Mss 253-254 : L’admirable vie de Sœur Agnès de Jésus [par un religieux de la Congrégation de Saint Maur à Paris, 1647] 

 

Paternité des manuscrits 253 & 254

L’attribution du manuscrit anonyme de l’Admirable vie de Sœur Agnès de Jésus a toujours posé question. L’une des pages de garde porte une note qui indique : « par un religieux de la Congrégation de Saint Maur qui pourrait être Dom Grégoire Tarrisse » - congrégation dont ce dernier était justement le Supérieur général entre 1630 et 1648. Une autre note apparaît sur la page de titre, cette fois, indiquant ce qui suit : « par un religieux de l’Ordre de Saint Benoit ». Mon prédécesseur aux Archives de Saint-Sulpice, le père Irénée Noye, l’attribuait lui aussi à un bénédictin de la Congrégation de Saint Maur, mais il penchait plutôt pour Dom Henri-Damien Lerminier.


Nous conservons cette Vie d’Agnès aux Archives de Saint-Sulpice à Paris. Elle est constituée de 2 volumes portant les cotes suivantes : ms 253 et ms 254.


Le premier volume de cette Vie comporte 3 livres qui dressent le portrait spirituel de la religieuse dominicaine, depuis sa naissance jusqu’à son entrée au Monastère de Langeac. Le second volume poursuit le récit à partir de sa profession solennelle jusqu’à sa mort à l’âge de 32 ans, tout en insistant sur ses vertus et sa vie spirituelle au sein du monastère.

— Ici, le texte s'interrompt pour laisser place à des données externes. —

impl RtuConfigBuilder {
    /// Sets the serial port.
    pub fn port(mut self, port: impl Into<String>) -> Self {
        self.port = Some(port.into());
        self
    }

    /// Sets the baud rate.
    pub fn baud_rate(mut self, rate: u32) -> Self {
        self.baud_rate = Some(rate);
        self
    }

    /// Sets the line framing.
    pub fn framing(mut self, framing: Framing) -> Self {
        self.framing = Some(framing);
        self
    }

    /// Sets the device address.
    pub fn address(mut self, address: DeviceAddress) -> Self {
        self.address = Some(address);
        self
    }

    /// Sets the transaction timing.
    pub fn timing(mut self, timing: TimingConfig) -> Self {
        self.timing = Some(timing);
        self
    }

    /// Builds the configuration.
    pub fn build(self) -> Result<RtuConfig, RtuError> {
        let port = self
            .port
            .ok_or_else(|| RtuError::configuration(ConfigurationError::missing_field("port")))?;

        let config = RtuConfig {
            port,
            baud_rate: self.baud_rate.unwrap_or_else(default_baud_rate),
            framing: self.framing.unwrap_or_default(),
            address: self.address.unwrap_or_default(),
            timing: self.timing.unwrap_or_default(),
        };

        config.validate()?;
        Ok(config)
    }
}

// =============================================================================
// Tests
// =============================================================================
// SPDX-License-Identifier: PolyForm-Noncommercial-1.0.0
// Copyright (c) 2025 Sylvex. All rights reserved.

//! # Test Harness
//!
//! Wires a [`SimulatedDevice`] to a client and bounds every test with a
//! timeout.

use std::future::Future;
use std::sync::Arc;
use std::time::Duration;

use coilbus_rtu::{
    DiscoveryConfig, DiscoveryEngine, HealthMonitor, HeartbeatProbe, LinkOpener, MonitorConfig,
    MonitorHandle, RtuClient,
};

use super::fixtures::{rtu_config, SIM_PORT};
use super::mocks::{SimulatedDevice, SimulatedOpener};

// =============================================================================
// Harness Configuration
// =============================================================================

/// Configuration for the bus harness.
#[derive(Debug, Clone)]
pub struct BusHarnessConfig {
    /// Name of the test, used in logs.
    pub test_name: String,

    /// Timeout for the whole test.
    pub timeout: Duration,

    /// Address the client talks to. Defaults to the device's.
    pub client_address: Option<u8>,

    /// Speed the client opens at. Defaults to the device's.
    pub client_baud_rate: Option<u32>,
}

impl Default for BusHarnessConfig {
    fn default() -> Self {
        Self {
            test_name: "unknown_test".to_string(),
            timeout: Duration::from_secs(30),
            client_address: None,
            client_baud_rate: None,
        }
    }
}

impl BusHarnessConfig {
    /// Creates a config with a test name.
    pub fn new(test_name: impl Into<String>) -> Self {
        Self {
            test_name: test_name.into(),
            ..Default::default()
        }
    }

    /// Sets the timeout.
    pub fn timeout(mut self, timeout: Duration) -> Self {
        self.timeout = timeout;
        self
    }

    /// Talks to `address` instead of the device's address.
    pub fn client_address(mut self, address: u8) -> Self {
        self.client_address = Some(address);
        self
    }

    /// Opens at `baud_rate` instead of the device's speed.
    pub fn client_baud_rate(mut self, baud_rate: u32) -> Self {
        self.client_baud_rate = Some(baud_rate);
        self
    }
}

// =============================================================================
// Bus Harness
// =============================================================================

/// A client and a simulated device on one bus.
pub struct BusHarness {
    config: BusHarnessConfig,

    /// The device on the bus.
    pub device: SimulatedDevice,

    /// Opener shared by the client and any discovery engine.
    pub opener: Arc<SimulatedOpener>,

    /// Client for the device.
    pub client: Arc<RtuClient>,
}

impl BusHarness {
    /// Creates a harness around `device`.
    pub fn new(device: SimulatedDevice, config: BusHarnessConfig) -> Self {
        super::init_test_logging();

        let opener = Arc::new(SimulatedOpener::new(device.clone()));
        let client_config = rtu_config(
            config.client_address.unwrap_or_else(|| device.address()),
            config.client_baud_rate.unwrap_or_else(|| device.baud_rate()),
        );
        let client = Arc::new(RtuClient::new(
            client_config,
            Arc::clone(&opener) as Arc<dyn LinkOpener>,
        ));

        Self {
            config,
            device,
            opener,
            client,
        }
    }

    /// Creates a harness with default settings.
    pub fn with_device(device: SimulatedDevice) -> Self {
        Self::new(device, BusHarnessConfig::default())
    }

    /// Creates a harness and opens the client's link.
    pub async fn connected(device: SimulatedDevice) -> Self {
        let harness = Self::with_device(device);
        harness
            .client
            .connect()
            .await
            .expect("simulated link opens");
        harness
    }

    /// A discovery engine scanning the same bus.
    pub fn discovery(&self, config: DiscoveryConfig) -> DiscoveryEngine {
        DiscoveryEngine::new(Arc::clone(&self.opener) as Arc<dyn LinkOpener>, config)
            .expect("discovery config is valid")
    }

    /// A health monitor probing the device through the client.
    pub fn monitor(&self, config: MonitorConfig) -> MonitorHandle {
        HealthMonitor::spawn(Arc::clone(&self.client) as Arc<dyn HeartbeatProbe>, config, None)
    }

    /// Port the simulated links report.
    pub fn port(&self) -> &'static str {
        SIM_PORT
    }

    /// Runs `test_fn`, failing the test if it outlives the timeout.
    pub async fn run<F, Fut, T>(&self, test_fn: F) -> T
    where
        F: FnOnce() -> Fut,
        Fut: Future<Output = T>,
    {
        let timeout = self.config.timeout;
        match tokio::time::timeout(timeout, test_fn()).await {
            Ok(value) => value,
            Err(_) => panic!("{} timed out after {:?}", self.config.test_name, timeout),
        }
    }
}

// =============================================================================
// Tests
// =============================================================================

Les deux volumes contiennent des passages qui font référence à sa rencontre avec Jean-Jacques Olier survenue en 1634 quelques mois avant la mort de celle-ci. En voici la transcription :

 

Extraits se rapportant à la rencontre entre Agnès de Jésus et Jean-Jacques Olier en 1634

MS 253 folios 4-5 :

Préface.


[...] Monsieur l’Évesque de Sainct Flour, à présent de Rodés [sic], envoya il y a quelques années à Monsieur Olier, Curé de Saint-Sulpice à Paris, les mémoires de la vie de cette sainte fille, avec prières de les voir, les adjuster et les publier. Monsieur le Curé me les mit en main avec plusieurs lettres et autres papiers concernans la mesme vie afin d’en faire un corps d’histoire comme j’ay tasché.


Le Père Panassière a esté le principal escrivain des actions extraordinaires et des vertus d’Agnès comme il estoit son plus ordinaire confesseur. Monsieur l’Archiprestre Martinon, dont j’ay les mémoires escrits de sa main, a fait une pareille diligence pendant qu’il la conduisoit. Monsieur l’Abbé Ollier [sic] en a remarqué des vertus et des grâces fort particulières dans le peu de temps qu’il a communiqué avec elle et qu’il en a receu le depost de tous ses secrets. Les religieuses de Langeac en ont fait connoistre une partie : quelques-unes de ses compagnes dans le monde, au temps qu’elle estoit seculière et qui sont à présent religieuses, en ont fait quelques écrits que j’ay devers moy. Et voilà d’où me viennent les mémoires qui font le sujet de ce livre. Pour l’estime qu’on a fait d’Agnès et les approbations qu’elle a méritées de personnes aussi qualifiées en leur condition, que religieuses et prudentes en leur jugement. Les voicy de suite […]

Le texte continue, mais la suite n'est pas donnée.